Tilney’s Jason Hollands believes the companies behind Britain’s upcoming infrastructure blitz make for good inflation-proof investments
INPP yields an inflation-beating 4.3 per cent. This is far above the 1.8 per cent figure for the Consumer Prices Index measure of inflation, released on Thursday, and even beats the 2.7 per cent figure for the Retail Prices Index.
Hollands’ second pick is HICL, the company behind Oldham Library in Greater Manchester, and a large number of the UK’s fire stations, including those in Dorset, Gloucester and Tyne & Wear.
HICL has a yield – the annual dividend paid to shareholders divided by the share price – of 4.4 per cent.
And once the increase in the share price is factored in it has returned 13 per cent in the past year, 27 per cent in the past three years and 50.8 per cent in the past five years.
Infrastructure aside, other funds with inflation-proofing characteristics include those invested in inflation-linked bonds, where payouts to investors rise and fall with the inflation rate.
Typically, these are used to fund reliable government debt such as gilts – British Government bonds – or US treasuries. One fund that invests heavily in these types of bonds is the Personal Assets Trust, a stock market-listed investment trust with a focus on beating inflation.
It has a third of its portfolio in US treasury inflation-protected securities. Other holdings include gold bullion, which is also seen as offering protection against inflation.
‘Personal Assets Trust won’t shoot the lights out when the stock market is doing extremely well, but it has a strong record of steady-eddy returns and will hold up well during tough periods,’ says Hollands.
A similar fund is AXA Distribution. It mainly invests in blue chip British shares to generate returns, but has more than a third of its portfolio in UK index-linked bonds to reduce volatility and provide some inflation proofing.
The fund has returned nearly 11 per cent this year, and an average of 5 per cent annually over the past three years.
Risk-averse investors might also consider a fund with a low risk profile, containing assets that typically help combat inflation.
Dzmitry Lipski, head of funds research at investment platform Interactive Investor, recommends the Vanguard LifeStrategy 20 Per Cent Equity Fund as a ‘gentle introduction to investing’ for those concerned about inflation eroding cash savings.
A fifth of the fund is invested in equities (shares), but the remainder is invested in bonds and other fixed-interest deals.
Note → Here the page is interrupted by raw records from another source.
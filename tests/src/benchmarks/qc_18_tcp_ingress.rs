//! # QC-18 TCP Ingress Benchmarks
//!
//! Hot paths on every accepted socket:
//! - Subnetwork mapping of the remote address
//! - Admission check against a full address registry
//! - Syn-cookie query / sign / verify cycle
//!
//! Brutal Conditions:
//! - Registry at the inbound ceiling, clustered in one /24
//! - IPv6 peers spread across a single /32

use std::net::{IpAddr, Ipv4Addr, Ipv6Addr, SocketAddr};
use std::sync::Arc;
use std::time::Duration;

use criterion::{black_box, BenchmarkId, Criterion, Throughput};
use rand::Rng;

use qc_18_tcp_ingress::service::AddressRegistry;
use qc_18_tcp_ingress::testing::MockSocket;
use qc_18_tcp_ingress::{
    map_address_to_subnetwork, HandshakeAuthority, ListenerConfig, Socket, SynCookieAuthority,
};

fn clustered_v4(count: usize) -> Vec<Arc<dyn Socket>> {
    (0..count)
        .map(|i| {
            let ip = Ipv4Addr::new(203, 0, 113, (i % 250) as u8 + 1);
            let socket: Arc<dyn Socket> = MockSocket::new(SocketAddr::new(ip.into(), 7075));
            socket
        })
        .collect()
}

fn spread_v6(count: usize) -> Vec<Arc<dyn Socket>> {
    let mut rng = rand::thread_rng();
    (0..count)
        .map(|_| {
            let ip = Ipv6Addr::new(0x2001, 0x0db8, rng.gen(), rng.gen(), 0, 0, 0, 1);
            let socket: Arc<dyn Socket> = MockSocket::new(SocketAddr::new(ip.into(), 7075));
            socket
        })
        .collect()
}

pub fn brutal_subnetwork_mapping(c: &mut Criterion) {
    let mut group = c.benchmark_group("qc-18/brutal/subnetwork_mapping");
    group.measurement_time(Duration::from_secs(5));

    group.bench_function("ipv4", |b| {
        let ip = IpAddr::V4(Ipv4Addr::new(198, 51, 100, 7));
        b.iter(|| black_box(map_address_to_subnetwork(black_box(ip))))
    });

    group.bench_function("ipv6", |b| {
        let ip = IpAddr::V6(Ipv6Addr::new(0x2001, 0x0db8, 0xbeef, 1, 2, 3, 4, 5));
        b.iter(|| black_box(map_address_to_subnetwork(black_box(ip))))
    });

    group.finish();
}

pub fn brutal_admission_check(c: &mut Criterion) {
    let mut group = c.benchmark_group("qc-18/brutal/admission");
    group.measurement_time(Duration::from_secs(10));

    let config = ListenerConfig {
        disable_max_peers_per_ip: true,
        max_peers_per_subnetwork: usize::MAX,
        ..ListenerConfig::default()
    };

    for size in [64usize, 512, 2047] {
        group.throughput(Throughput::Elements(size as u64));

        let v4 = clustered_v4(size);
        let mut registry = AddressRegistry::new();
        v4.iter().for_each(|socket| registry.register(socket));
        let remote = IpAddr::V4(Ipv4Addr::new(203, 0, 113, 200));
        group.bench_with_input(BenchmarkId::new("clustered_v4", size), &size, |b, &size| {
            b.iter(|| black_box(registry.check(&config, size, remote)))
        });

        let v6 = spread_v6(size);
        let mut registry = AddressRegistry::new();
        v6.iter().for_each(|socket| registry.register(socket));
        let remote = IpAddr::V6(Ipv6Addr::new(0x2001, 0x0db8, 1, 2, 0, 0, 0, 9));
        group.bench_with_input(BenchmarkId::new("spread_v6", size), &size, |b, &size| {
            b.iter(|| black_box(registry.check(&config, size, remote)))
        });
    }

    group.finish();
}

pub fn brutal_syn_cookie_cycle(c: &mut Criterion) {
    let mut group = c.benchmark_group("qc-18/brutal/syn_cookies");
    group.measurement_time(Duration::from_secs(10));

    let genesis = [0x5A; 32];
    let local = SynCookieAuthority::generate(genesis);
    let peer = SynCookieAuthority::generate(genesis);
    let remote = SocketAddr::from(([192, 0, 2, 1], 7075));

    for v2 in [false, true] {
        let name = if v2 { "query_sign_verify_v2" } else { "query_sign_verify" };
        group.bench_function(name, |b| {
            b.iter(|| {
                let query = local.prepare_query(remote);
                let verified = query
                    .and_then(|query| peer.prepare_response(&query, v2).ok())
                    .map(|response| local.verify_response(&response, remote).is_ok());
                black_box(verified)
            })
        });
    }

    group.finish();
}

pub fn register_benchmarks(c: &mut Criterion) {
    brutal_subnetwork_mapping(c);
    brutal_admission_check(c);
    brutal_syn_cookie_cycle(c);
}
‘A closer look under the bonnet reveals that the majority of the portfolio is invested in bonds on the low end of the risk spectrum,’ Lipski says. Almost a third is invested in government bonds, while 19 per cent is in corporate bonds.
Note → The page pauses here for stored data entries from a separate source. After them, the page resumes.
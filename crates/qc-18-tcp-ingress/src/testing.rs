//! Centralized Testing Utilities
//!
//! In-memory collaborators for driving sessions and the listener without a
//! network. Available with the `test-utils` feature flag.

use std::collections::VecDeque;
use std::future::Future;
use std::net::{IpAddr, SocketAddr};
use std::sync::atomic::{AtomicBool, Ordering};
use std::sync::Arc;
use std::time::Duration;

use async_trait::async_trait;
use parking_lot::Mutex;
use tokio::sync::{mpsc, watch};

use crate::config::SessionConfig;
use crate::domain::{
    DeserializeError, HandshakeError, HandshakeQuery, HandshakeResponse, Message, NodeId,
    SessionId, TransportError,
};
use crate::ports::{
    BootstrapServer, HandshakeAuthority, MessageCodec, MessageDeserializer, RealtimeSink, Socket,
};
use crate::service::{ResumeHandle, Session, SessionContext};

// =============================================================================
// Socket
// =============================================================================

/// Socket that records writes. Reads block until closed.
pub struct MockSocket {
    remote: SocketAddr,
    closed: watch::Sender<bool>,
    written: Mutex<Vec<Vec<u8>>>,
    fail_writes: AtomicBool,
}

impl MockSocket {
    /// Socket from `remote`.
    pub fn new(remote: SocketAddr) -> Arc<Self> {
        let (closed, _) = watch::channel(false);
        Arc::new(Self {
            remote,
            closed,
            written: Mutex::new(Vec::new()),
            fail_writes: AtomicBool::new(false),
        })
    }

    /// Socket from `ip` on an arbitrary port.
    ///
    /// # Panics
    ///
    /// If `ip` does not parse.
    pub fn from_ip(ip: &str) -> Arc<Self> {
        let ip: IpAddr = ip.parse().expect("valid IP literal");
        Self::new(SocketAddr::new(ip, 24000))
    }

    /// Every buffer written so far.
    pub fn written(&self) -> Vec<Vec<u8>> {
        self.written.lock().clone()
    }

    /// Make later writes fail.
    pub fn fail_writes(&self) {
        self.fail_writes.store(true, Ordering::SeqCst);
    }
}

#[async_trait]
impl Socket for MockSocket {
    fn remote_endpoint(&self) -> SocketAddr {
        self.remote
    }

    async fn read(&self, _buf: &mut [u8]) -> Result<usize, TransportError> {
        let mut closed = self.closed.subscribe();
        let _ = closed.wait_for(|closed| *closed).await;
        Err(TransportError::Closed)
    }

    async fn write(&self, bytes: &[u8]) -> Result<(), TransportError> {
        if self.is_closed() || self.fail_writes.load(Ordering::SeqCst) {
            return Err(TransportError::Closed);
        }
        self.written.lock().push(bytes.to_vec());
        Ok(())
    }

    fn close(&self) {
        self.closed.send_replace(true);
    }

    fn is_closed(&self) -> bool {
        *self.closed.borrow()
    }
}

// =============================================================================
// Codec
// =============================================================================

/// Sender side of a scripted deserializer.
#[derive(Clone)]
pub struct MessageFeed(mpsc::UnboundedSender<Result<Message, DeserializeError>>);

impl MessageFeed {
    /// Deliver a message.
    pub fn send(&self, message: Message) {
        let _ = self.0.send(Ok(message));
    }

    /// Deliver a decode error.
    pub fn fail(&self, error: DeserializeError) {
        let _ = self.0.send(Err(error));
    }
}

/// Deserializer yielding whatever its [`MessageFeed`] sends. Ends with
/// [`TransportError::Closed`] once the feed is dropped.
pub struct ScriptedDeserializer(mpsc::UnboundedReceiver<Result<Message, DeserializeError>>);

#[async_trait]
impl MessageDeserializer for ScriptedDeserializer {
    async fn read(&mut self, _socket: &dyn Socket) -> Result<Message, DeserializeError> {
        match self.0.recv().await {
            Some(result) => result,
            None => Err(TransportError::Closed.into()),
        }
    }
}

/// Codec handing out scripted deserializers in creation order and
/// recording every serialized message.
#[derive(Default)]
pub struct MockCodec {
    scripts: Mutex<VecDeque<ScriptedDeserializer>>,
    // Keeps feeds alive for sessions created without a script.
    idle_feeds: Mutex<Vec<MessageFeed>>,
    serialized: Mutex<Vec<Message>>,
}

impl MockCodec {
    /// Empty codec.
    pub fn new() -> Arc<Self> {
        Arc::new(Self::default())
    }

    /// Script the next session's incoming messages.
    pub fn script(&self) -> MessageFeed {
        let (tx, rx) = mpsc::unbounded_channel();
        self.scripts.lock().push_back(ScriptedDeserializer(rx));
        MessageFeed(tx)
    }

    /// Messages serialized so far.
    pub fn serialized(&self) -> Vec<Message> {
        self.serialized.lock().clone()
    }
}

impl MessageCodec for MockCodec {
    fn deserializer(&self) -> Box<dyn MessageDeserializer> {
        if let Some(script) = self.scripts.lock().pop_front() {
            return Box::new(script);
        }
        let (tx, rx) = mpsc::unbounded_channel();
        self.idle_feeds.lock().push(MessageFeed(tx));
        Box::new(ScriptedDeserializer(rx))
    }

    fn serialize(&self, message: &Message) -> Vec<u8> {
        self.serialized.lock().push(message.clone());
        message.kind().as_str().as_bytes().to_vec()
    }
}

// =============================================================================
// Handshake
// =============================================================================

/// Signature marking a response [`StaticAuthority`] rejects.
pub const BAD_SIGNATURE: [u8; 64] = [0xFF; 64];

/// Authority with fixed answers.
///
/// Responses verify unless signed with [`BAD_SIGNATURE`]; an all-zero
/// cookie is a malformed query.
pub struct StaticAuthority {
    node_id: NodeId,
    cookie: [u8; 32],
}

impl StaticAuthority {
    /// Authority for `node_id`.
    pub fn new(node_id: NodeId) -> Arc<Self> {
        Arc::new(Self {
            node_id,
            cookie: [7; 32],
        })
    }

    /// Response the authority accepts.
    pub fn valid_response(node_id: NodeId) -> HandshakeResponse {
        HandshakeResponse {
            node_id,
            signature: [1; 64],
            v2: None,
        }
    }

    /// Response the authority rejects.
    pub fn invalid_response(node_id: NodeId) -> HandshakeResponse {
        HandshakeResponse {
            node_id,
            signature: BAD_SIGNATURE,
            v2: None,
        }
    }
}

impl HandshakeAuthority for StaticAuthority {
    fn prepare_query(&self, _remote: SocketAddr) -> Option<HandshakeQuery> {
        Some(HandshakeQuery {
            cookie: self.cookie,
        })
    }

    fn prepare_response(
        &self,
        query: &HandshakeQuery,
        _v2: bool,
    ) -> Result<HandshakeResponse, HandshakeError> {
        if query.cookie == [0; 32] {
            return Err(HandshakeError::MalformedQuery);
        }
        Ok(Self::valid_response(self.node_id))
    }

    fn verify_response(
        &self,
        response: &HandshakeResponse,
        _remote: SocketAddr,
    ) -> Result<NodeId, HandshakeError> {
        if response.signature == BAD_SIGNATURE {
            return Err(HandshakeError::InvalidSignature);
        }
        if response.node_id == self.node_id {
            return Err(HandshakeError::SelfConnection);
        }
        Ok(response.node_id)
    }
}

// =============================================================================
// Collaborators
// =============================================================================

/// Bootstrap server that parks every request until told to resume.
#[derive(Default)]
pub struct RecordingBootstrapServer {
    requests: Mutex<Vec<(SessionId, Message)>>,
    pending: Mutex<Vec<ResumeHandle>>,
    // Held so a session stays referenced while its request is served.
    sessions: Mutex<Vec<Arc<Session>>>,
}

impl RecordingBootstrapServer {
    /// Empty server.
    pub fn new() -> Arc<Self> {
        Arc::new(Self::default())
    }

    /// Requests received so far.
    pub fn requests(&self) -> Vec<(SessionId, Message)> {
        self.requests.lock().clone()
    }

    /// Resume every parked session.
    pub fn resume_all(&self) -> usize {
        let pending: Vec<ResumeHandle> = self.pending.lock().drain(..).collect();
        let count = pending.len();
        for handle in pending {
            handle.resume();
        }
        self.sessions.lock().clear();
        count
    }

    /// Release every parked session without resuming it.
    pub fn finish_all(&self) {
        self.pending.lock().clear();
        self.sessions.lock().clear();
    }
}

impl BootstrapServer for RecordingBootstrapServer {
    fn serve(&self, session: Arc<Session>, request: Message, resume: ResumeHandle) {
        self.requests.lock().push((session.id(), request));
        self.pending.lock().push(resume);
        self.sessions.lock().push(session);
    }
}

/// Realtime sink that records everything it is given.
#[derive(Default)]
pub struct RecordingRealtimeSink {
    established: Mutex<Vec<SessionId>>,
    queued: Mutex<Vec<(SessionId, Message)>>,
}

impl RecordingRealtimeSink {
    /// Empty sink.
    pub fn new() -> Arc<Self> {
        Arc::new(Self::default())
    }

    /// Sessions announced as realtime.
    pub fn established(&self) -> Vec<SessionId> {
        self.established.lock().clone()
    }

    /// Messages queued so far.
    pub fn queued(&self) -> Vec<(SessionId, Message)> {
        self.queued.lock().clone()
    }
}

impl RealtimeSink for RecordingRealtimeSink {
    fn connection_established(&self, session: &Arc<Session>) {
        self.established.lock().push(session.id());
    }

    fn queue(&self, session: &Arc<Session>, message: Message) {
        self.queued.lock().push((session.id(), message));
    }
}

// =============================================================================
// Harness
// =============================================================================

/// Node id used by [`TestHarness`] for itself.
pub const LOCAL_NODE_ID: NodeId = NodeId::new([0xAA; 32]);

/// Node id used by tests for the remote peer.
pub const PEER_NODE_ID: NodeId = NodeId::new([0xBB; 32]);

/// A [`SessionContext`] wired to recording mocks.
pub struct TestHarness {
    /// Context to hand to sessions or the listener.
    pub context: Arc<SessionContext>,
    /// Codec behind the context.
    pub codec: Arc<MockCodec>,
    /// Bootstrap server behind the context.
    pub bootstrap: Arc<RecordingBootstrapServer>,
    /// Realtime sink behind the context.
    pub realtime: Arc<RecordingRealtimeSink>,
}

impl TestHarness {
    /// Harness with default session policy.
    pub fn new() -> Self {
        Self::with_config(SessionConfig::default())
    }

    /// Harness with the given session policy.
    pub fn with_config(config: SessionConfig) -> Self {
        Self::with_authority(config, StaticAuthority::new(LOCAL_NODE_ID))
    }

    /// Harness proving identity through `authority` instead of the static mock.
    pub fn with_authority(config: SessionConfig, authority: Arc<dyn HandshakeAuthority>) -> Self {
        let codec = MockCodec::new();
        let bootstrap = RecordingBootstrapServer::new();
        let realtime = RecordingRealtimeSink::new();
        let context = Arc::new(SessionContext::new(
            config,
            codec.clone(),
            authority,
            bootstrap.clone(),
            realtime.clone(),
        ));
        Self {
            context,
            codec,
            bootstrap,
            realtime,
        }
    }

    /// Unstarted session over `socket`.
    pub fn session(&self, id: u64, socket: Arc<MockSocket>, allow_bootstrap: bool) -> Arc<Session> {
        Session::new(
            SessionId::new(id),
            socket,
            Arc::clone(&self.context),
            allow_bootstrap,
        )
    }
}

impl Default for TestHarness {
    fn default() -> Self {
        Self::new()
    }
}

/// Poll `condition` until it holds or `timeout` elapses.
pub async fn wait_until<F>(timeout: Duration, mut condition: F) -> bool
where
    F: FnMut() -> bool,
{
    let deadline = tokio::time::Instant::now() + timeout;
    while tokio::time::Instant::now() < deadline {
        if condition() {
            return true;
        }
        tokio::time::sleep(Duration::from_millis(5)).await;
    }
    condition()
}

/// Run `future` with a timeout, panicking if it does not finish.
///
/// # Panics
///
/// If `future` takes longer than `timeout`.
pub async fn within<T>(timeout: Duration, future: impl Future<Output = T>) -> T {
    tokio::time::timeout(timeout, future)
        .await
        .expect("operation timed out")
}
The fund boasts a solid track record, returning 9.6 per cent over the past year, 15.4 per cent over the past three years and 28.2 per cent over the past five years.
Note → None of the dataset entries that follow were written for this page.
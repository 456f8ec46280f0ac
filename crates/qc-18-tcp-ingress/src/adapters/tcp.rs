//! Tokio TCP implementation of [`Socket`].

use std::net::SocketAddr;

use async_trait::async_trait;
use tokio::io::{AsyncReadExt, AsyncWriteExt};
use tokio::net::tcp::{OwnedReadHalf, OwnedWriteHalf};
use tokio::net::TcpStream;
use tokio::sync::{watch, Mutex};
use tracing::trace;

use crate::domain::TransportError;
use crate::ports::Socket;
use crate::service::stop_requested;

/// Accepted TCP stream.
///
/// `close` wakes any pending read or write, which then fails with
/// [`TransportError::Closed`]; the half in use is dropped when it returns.
pub struct TokioSocket {
    remote: SocketAddr,
    reader: Mutex<Option<OwnedReadHalf>>,
    writer: Mutex<Option<OwnedWriteHalf>>,
    closed: watch::Sender<bool>,
}

impl TokioSocket {
    /// Wrap an accepted stream.
    pub fn new(stream: TcpStream, remote: SocketAddr) -> Self {
        let _ = stream.set_nodelay(true);
        let (read_half, write_half) = stream.into_split();
        let (closed, _) = watch::channel(false);
        Self {
            remote,
            reader: Mutex::new(Some(read_half)),
            writer: Mutex::new(Some(write_half)),
            closed,
        }
    }
}

#[async_trait]
impl Socket for TokioSocket {
    fn remote_endpoint(&self) -> SocketAddr {
        self.remote
    }

    async fn read(&self, buf: &mut [u8]) -> Result<usize, TransportError> {
        let mut closed = self.closed.subscribe();
        let mut reader = self.reader.lock().await;
        let Some(half) = reader.as_mut() else {
            return Err(TransportError::Closed);
        };

        let result = tokio::select! {
            biased;
            _ = stop_requested(&mut closed) => Err(TransportError::Closed),
            read = half.read(buf) => match read {
                Ok(0) => Err(TransportError::Closed),
                Ok(n) => Ok(n),
                Err(err) => Err(TransportError::from(err)),
            },
        };

        if result.is_err() {
            reader.take();
            self.closed.send_replace(true);
        }
        result
    }

    async fn write(&self, bytes: &[u8]) -> Result<(), TransportError> {
        let mut closed = self.closed.subscribe();
        let mut writer = self.writer.lock().await;
        let Some(half) = writer.as_mut() else {
            return Err(TransportError::Closed);
        };

        let result = tokio::select! {
            biased;
            _ = stop_requested(&mut closed) => Err(TransportError::Closed),
            written = half.write_all(bytes) => written.map_err(TransportError::from),
        };

        if result.is_err() {
            writer.take();
            self.closed.send_replace(true);
        }
        result
    }

    fn close(&self) {
        if self.closed.send_replace(true) {
            return;
        }
        trace!(remote = %self.remote, "Closing socket");
        // Halves not in use are dropped now; busy ones on return.
        if let Ok(mut writer) = self.writer.try_lock() {
            writer.take();
        }
        if let Ok(mut reader) = self.reader.try_lock() {
            reader.take();
        }
    }

    fn is_closed(&self) -> bool {
        *self.closed.borrow()
    }
}

impl std::fmt::Debug for TokioSocket {
    fn fmt(&self, f: &mut std::fmt::Formatter<'_>) -> std::fmt::Result {
        f.debug_struct("TokioSocket")
            .field("remote", &self.remote)
            .field("closed", &self.is_closed())
            .finish()
    }
}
‘This far outstrips cash returns over the same period,’ says Lipski.
Those who don’t consider the impact of inflation could see their nest egg wither away
Taking risks with your capital might seem daunting, but those who don’t consider the impact of inflation on their money are likely to suffer over time. Over ten years, for example, inflation at 1.75 per cent would turn the value of £10,000 cash into £8,400 if there was no growth in its value.
‘Taking what appears to be “no risk” in the case of cash savings is actually a risky strategy in itself,’ says Lipski. But if you really can’t afford to risk your capital declining in value due to stock market tremors, and are able to tie up your money, there are some cash accounts that beat inflation – just.
If you fix for three years, the Bank of London & The Middle East offers 1.85 per cent on its Premier Deposit Account, and Gatehouse Bank’s Shariah-compliant Fixed-Term Deposit offers 1.82 per cent.
Savings of up to £85,000 in both of are backed by the Financial Services Compensation Scheme.